Every fork except Wilkes’s stopped moving.

“I won’t lie: they hit us pretty hard. We believe now that AFGC has targeted our president, Keats’s prime minister, the Chinese president, the Japanese and Indian prime ministers. Five targets. But the Armstrong Twins hit our Chinese and Indian cells very hard. So we’re probably going to have to give them up. And that’s very bad.”
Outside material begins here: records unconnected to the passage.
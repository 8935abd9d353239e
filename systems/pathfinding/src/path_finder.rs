//! Breadth-first shortest paths over the connectivity graph.

use std::collections::VecDeque;

use tidepool_core::CellCoord;
use tidepool_world::ConnectivityGraph;

/// Breadth-first search with reusable scratch buffers.
///
/// The finder keeps no state between calls apart from allocations, so one
/// instance can serve every pursuer.
#[derive(Clone, Debug, Default)]
pub struct PathFinder {
    queue: VecDeque<CellCoord>,
    predecessors: Vec<Option<CellCoord>>,
}

impl PathFinder {
    /// Shortest path from `start` to `goal`, both included.
    ///
    /// Returns `[start]` when both cells coincide and an empty path when
    /// `goal` cannot be reached.
    pub fn shortest_path(
        &mut self,
        graph: &ConnectivityGraph,
        start: CellCoord,
        goal: CellCoord,
    ) -> Vec<CellCoord> {
        if start == goal {
            return vec![start];
        }
        let (Some(start_index), Some(_)) = (graph.index(start), graph.index(goal)) else {
            return Vec::new();
        };

        self.queue.clear();
        self.predecessors.clear();
        self.predecessors.resize(graph.cell_count(), None);
        self.predecessors[start_index] = Some(start);
        self.queue.push_back(start);

        let mut reached = false;
        while let Some(cell) = self.queue.pop_front() {
            if cell == goal {
                reached = true;
                break;
            }
            for neighbor in graph.neighbors(cell) {
                let Some(index) = graph.index(neighbor) else {
                    continue;
                };
                if self.predecessors[index].is_some() {
                    continue;
                }
                self.predecessors[index] = Some(cell);
                self.queue.push_back(neighbor);
            }
        }

        if !reached {
            return Vec::new();
        }

        let mut path = vec![goal];
        let mut cursor = goal;
        while cursor != start {
            let Some(previous) = graph
                .index(cursor)
                .and_then(|index| self.predecessors[index])
            else {
                return Vec::new();
            };
            path.push(previous);
            cursor = previous;
        }
        path.reverse();
        path
    }
}

#[cfg(test)]
mod tests {
    use super::*;
    use tidepool_core::{Layout, TileKind};

    fn graph(rows: &[&str]) -> ConnectivityGraph {
        let mut layout = Layout::filled(rows[0].len() as u32, rows.len() as u32, TileKind::Wall);
        for (row, line) in rows.iter().enumerate() {
            for (column, symbol) in line.chars().enumerate() {
                if symbol == '.' {
                    layout.set(
                        CellCoord::new(column as u32, row as u32),
                        TileKind::Background,
                    );
                }
            }
        }
        ConnectivityGraph::build(&layout)
    }

    #[test]
    fn path_to_itself_is_a_single_cell() {
        let graph = graph(&["###", "#.#", "###"]);
        let cell = CellCoord::new(1, 1);
        assert_eq!(PathFinder::default().shortest_path(&graph, cell, cell), vec![cell]);
    }

    #[test]
    fn single_edge_yields_both_ends() {
        let graph = graph(&["####", "#..#", "####"]);
        let start = CellCoord::new(1, 1);
        let goal = CellCoord::new(2, 1);
        assert_eq!(
            PathFinder::default().shortest_path(&graph, start, goal),
            vec![start, goal]
        );
    }

    #[test]
    fn unreachable_goal_yields_an_empty_path() {
        let graph = graph(&["#####", "#.#.#", "#####"]);
        let path =
            PathFinder::default().shortest_path(&graph, CellCoord::new(1, 1), CellCoord::new(3, 1));
        assert!(path.is_empty());
    }

    #[test]
    fn path_follows_the_corridor_around_walls() {
        let graph = graph(&[
            "#####", //
            "#...#", //
            "###.#", //
            "#...#", //
            "#####",
        ]);
        let mut finder = PathFinder::default();
        let path = finder.shortest_path(&graph, CellCoord::new(1, 1), CellCoord::new(1, 3));
        assert_eq!(
            path,
            vec![
                CellCoord::new(1, 1),
                CellCoord::new(2, 1),
                CellCoord::new(3, 1),
                CellCoord::new(3, 2),
                CellCoord::new(3, 3),
                CellCoord::new(2, 3),
                CellCoord::new(1, 3),
            ]
        );
        // Reusing the finder must not leak state from the previous search.
        let back = finder.shortest_path(&graph, CellCoord::new(1, 3), CellCoord::new(3, 1));
        assert_eq!(back.len(), 5);
    }

    #[test]
    fn loops_pick_a_shortest_route() {
        let graph = graph(&[
            "#####", //
            "#...#", //
            "#.#.#", //
            "#...#", //
            "#####",
        ]);
        let path =
            PathFinder::default().shortest_path(&graph, CellCoord::new(1, 1), CellCoord::new(3, 3));
        assert_eq!(path.len(), 5);
        assert!(path
            .windows(2)
            .all(|pair| graph.are_connected(pair[0], pair[1])));
    }
}
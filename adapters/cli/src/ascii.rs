//! Plain-text rendering of a world, one character per cell.

use tidepool_core::{CoinKind, ReceptacleKind, TileKind};
use tidepool_world::{query, World};

/// Renders every row of the grid followed by a newline.
///
/// Collected items render as floor. Enemies are drawn over tiles and the
/// player over everything.
pub(crate) fn render(world: &World) -> String {
    let (columns, rows) = query::dimensions(world);
    let mut canvas = vec![vec![' '; columns as usize]; rows as usize];

    for tile in query::tiles(world) {
        let collected = tile
            .item()
            .and_then(|item| query::item(world, item))
            .is_some_and(|item| item.collected);
        let glyph = if collected { ' ' } else { glyph(tile.kind()) };
        put(&mut canvas, tile.cell().column(), tile.cell().row(), glyph);
    }
    for enemy in query::enemies(world) {
        put(&mut canvas, enemy.cell.column(), enemy.cell.row(), 'E');
    }
    let player = query::player(world).cell;
    put(&mut canvas, player.column(), player.row(), '@');

    let mut out = String::with_capacity((columns as usize + 1) * rows as usize);
    for row in canvas {
        out.extend(row);
        out.push('\n');
    }
    out
}

fn put(canvas: &mut [Vec<char>], column: u32, row: u32, glyph: char) {
    if let Some(slot) = canvas
        .get_mut(row as usize)
        .and_then(|line| line.get_mut(column as usize))
    {
        *slot = glyph;
    }
}

fn glyph(kind: TileKind) -> char {
    match kind {
        TileKind::Background => ' ',
        TileKind::Wall => '#',
        TileKind::Food(_) => 'f',
        TileKind::Coin(CoinKind::Silver) => 's',
        TileKind::Coin(CoinKind::Gold) => 'g',
        TileKind::Shell(_) => 'o',
        TileKind::TreasureMap => 'm',
        TileKind::MapMarker => 'x',
        TileKind::RareBonus => '*',
        TileKind::PuzzleReceptacle(ReceptacleKind::Empty) => 'B',
        TileKind::PuzzleReceptacle(ReceptacleKind::Reference(_)) => 'R',
        TileKind::Timer => 'T',
    }
}
//! Whole-second countdown fed with coins.

use std::time::Duration;

use tidepool_core::CoinKind;

/// Seconds on a full countdown.
pub const COUNTDOWN_LIMIT: u32 = 60;

const SECOND: Duration = Duration::from_secs(1);

#[derive(Clone, Copy, Debug, PartialEq, Eq)]
pub(crate) struct Countdown {
    remaining: u32,
    carry: Duration,
}

impl Countdown {
    pub(crate) const fn full() -> Self {
        Self {
            remaining: COUNTDOWN_LIMIT,
            carry: Duration::ZERO,
        }
    }

    pub(crate) const fn remaining(&self) -> u32 {
        self.remaining
    }

    /// Consumes `dt`; returns `true` when the whole-second value changed.
    pub(crate) fn advance(&mut self, dt: Duration) -> bool {
        if self.remaining == 0 {
            return false;
        }
        self.carry = self.carry.saturating_add(dt);
        let before = self.remaining;
        while self.carry >= SECOND && self.remaining > 0 {
            self.carry -= SECOND;
            self.remaining -= 1;
        }
        before != self.remaining
    }

    /// Picks the coin to spend next: gold while it fits, then silver.
    pub(crate) fn coin_that_fits(&self, silver: u32, gold: u32) -> Option<CoinKind> {
        let headroom = COUNTDOWN_LIMIT.saturating_sub(self.remaining);
        if gold > 0 && headroom >= CoinKind::Gold.seconds() {
            Some(CoinKind::Gold)
        } else if silver > 0 && headroom >= CoinKind::Silver.seconds() {
            Some(CoinKind::Silver)
        } else {
            None
        }
    }

    pub(crate) fn add(&mut self, seconds: u32) {
        self.remaining = self.remaining.saturating_add(seconds).min(COUNTDOWN_LIMIT);
    }
}
impl World {
    /// Builds a world from a generated layout, sizing tiles from `catalogue`.
    #[must_use]
    pub fn new(layout: &Layout, catalogue: TileCatalogue) -> Self {
        let mut grid = Grid::from_layout(layout, &catalogue);
        let tile = grid.tile_size();

        let mut items = Items::default();
        for (cell, kind) in layout.cells() {
            if kind.is_collectible() {
                let size = catalogue.descriptor_for(kind).size();
                let id = items.spawn(cell, kind, tile, size);
                grid.attach_item(cell, id);
            }
        }

        let enemies: Vec<Enemy> = layout
            .enemy_spawns()
            .iter()
            .enumerate()
            .map(|(index, cell)| Enemy::spawn(EnemyId::new(index as u32), *cell, tile))
            .collect();

        let boards = locate_boards(&grid);
        let timer_cell = grid.find(|kind| kind == TileKind::Timer);
        let marker_cell = grid.find(|kind| kind == TileKind::MapMarker);

        tracing::debug!(
            columns = layout.columns(),
            rows = layout.rows(),
            enemies = enemies.len(),
            puzzle = boards.is_some(),
            "world assembled from layout"
        );

        Self {
            connectivity: ConnectivityGraph::build(layout),
            player: Player::spawn(layout.player_spawn(), tile),
            enemies,
            items,
            counters: Counters::default(),
            countdown: Countdown::full(),
            boards,
            selected_shell: None,
            timer_cell,
            marker_cell,
            treasure_used: false,
            outcome: None,
            tick_index: 0,
            grid,
            catalogue,
        }
    }

    fn player_cell(&self) -> CellCoord {
        self.player.motion.cell(self.grid.tile_size())
    }

    fn within_reach(&self, target: CellCoord) -> bool {
        self.player_cell().distance(target) <= INTERACTION_RANGE
    }

    fn enemy_mut(&mut self, enemy: EnemyId) -> Option<&mut Enemy> {
        self.enemies.iter_mut().find(|candidate| candidate.id == enemy)
    }

    fn conclude(&mut self, outcome: Outcome, out_events: &mut Vec<Event>) {
        if self.outcome.is_some() {
            return;
        }
        self.outcome = Some(outcome);
        tracing::info!(?outcome, tick = self.tick_index, "run concluded");
        out_events.push(Event::GameConcluded { outcome });
    }

    fn check_defeat(&mut self, out_events: &mut Vec<Event>) {
        if self.player.health == 0 || self.countdown.remaining() == 0 {
            self.conclude(Outcome::Lost, out_events);
        }
    }
}

fn locate_boards(grid: &Grid) -> Option<Boards> {
    let player_cell =
        grid.find(|kind| kind == TileKind::PuzzleReceptacle(ReceptacleKind::Empty))?;
    let (reference_cell, arrangement) = grid.tiles().iter().find_map(|tile| match tile.kind() {
        TileKind::PuzzleReceptacle(ReceptacleKind::Reference(arrangement)) => {
            Some((tile.cell(), arrangement))
        }
        _ => None,
    })?;
    Some(Boards {
        player: ShellBoard::empty(),
        player_cell,
        reference: ShellBoard::reference(arrangement),
        reference_cell,
        completed: false,
    })
}

/// Applies the provided command to the world, mutating state deterministically.
pub fn apply(world: &mut World, command: Command, out_events: &mut Vec<Event>) {
    if world.outcome.is_some() {
        if is_interaction(&command) {
            reject(out_events, InteractionError::Concluded);
        }
        return;
    }

    match command {
        Command::Tick { dt } => tick(world, dt, out_events),
        Command::SteerPlayer { heading } => world.player.steer(heading),
        Command::SetPlayerAttack { engaged } => world.player.attack_held = engaged,
        Command::StepEnemy { enemy, offset } => {
            let bounds = world.grid.bounds();
            if let Some(enemy) = world.enemy_mut(enemy) {
                if !enemy.stunned {
                    enemy.motion.position += offset;
                    enemy.motion.clamp_to(&bounds);
                }
            }
        }
        Command::SettleActor { actor, position } => {
            let bounds = world.grid.bounds();
            let motion = match actor {
                Actor::Player => Some(&mut world.player.motion),
                Actor::Enemy(enemy) => world.enemy_mut(enemy).map(|enemy| &mut enemy.motion),
            };
            if let Some(motion) = motion {
                motion.position = position;
                motion.clamp_to(&bounds);
            }
        }
        Command::CollectItem { item } => {
            if let Some(entry) = world.items.get_mut(item) {
                if entry.collect(&mut world.counters) {
                    tracing::debug!(item = item.get(), kind = ?entry.kind, "item collected");
                    out_events.push(Event::ItemCollected {
                        item,
                        kind: entry.kind,
                    });
                }
            }
        }
        Command::StunEnemy { enemy } => {
            if let Some(target) = world.enemy_mut(enemy) {
                target.stunned = true;
                tracing::debug!(enemy = enemy.get(), "enemy stunned");
                out_events.push(Event::EnemyStunned { enemy });
            }
        }
        Command::StrikePlayer { enemy } => {
            let Some(attacker) = world.enemies.iter_mut().find(|candidate| candidate.id == enemy)
            else {
                return;
            };
            if !attacker.attacking {
                return;
            }
            attacker.attacking = false;
            if world.player.take_hit() {
                tracing::debug!(enemy = enemy.get(), health = world.player.health, "player struck");
                out_events.push(Event::PlayerStruck {
                    enemy,
                    health: world.player.health,
                });
            }
            world.check_defeat(out_events);
        }
        Command::SelectShell { color } => select_shell(world, color, out_events),
        Command::PlaceShell { slot } => place_shell(world, slot, out_events),
        Command::FeedTimer { coins } => feed_timer(world, coins, out_events),
        Command::RedeemTreasureMap => redeem_treasure_map(world, out_events),
        Command::RequestExit => match world.timer_cell {
            Some(timer) if world.within_reach(timer) => world.conclude(Outcome::Won, out_events),
            _ => reject(out_events, InteractionError::OutOfRange),
        },
    }
}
“The Japanese cell is very tight, and they don’t seem to have been hit. So we’ll leave the Japanese PM to them. Same with our British cousins.”

“God save the king, eh?” Wilkes said to Keats.

“Or at least the prime minister. Even if he is a Tory,” Keats answered.

“Nijinsky and I are the first team on President Morales. Wilkes and Ophelia run counterforce for that,” Vincent went on.

“What’s counterforce?” Plath asked.

“There are three ways to stop a twitcher,” Ophelia explained. “You can beat him down in the nano. You can incapacitate him in the macro: in other words, kill him. Or you can wire him. Wilkes and I will be looking for the twitchers. They’ll use multiple locations near the UN Building to avoid having to use signal repeaters.”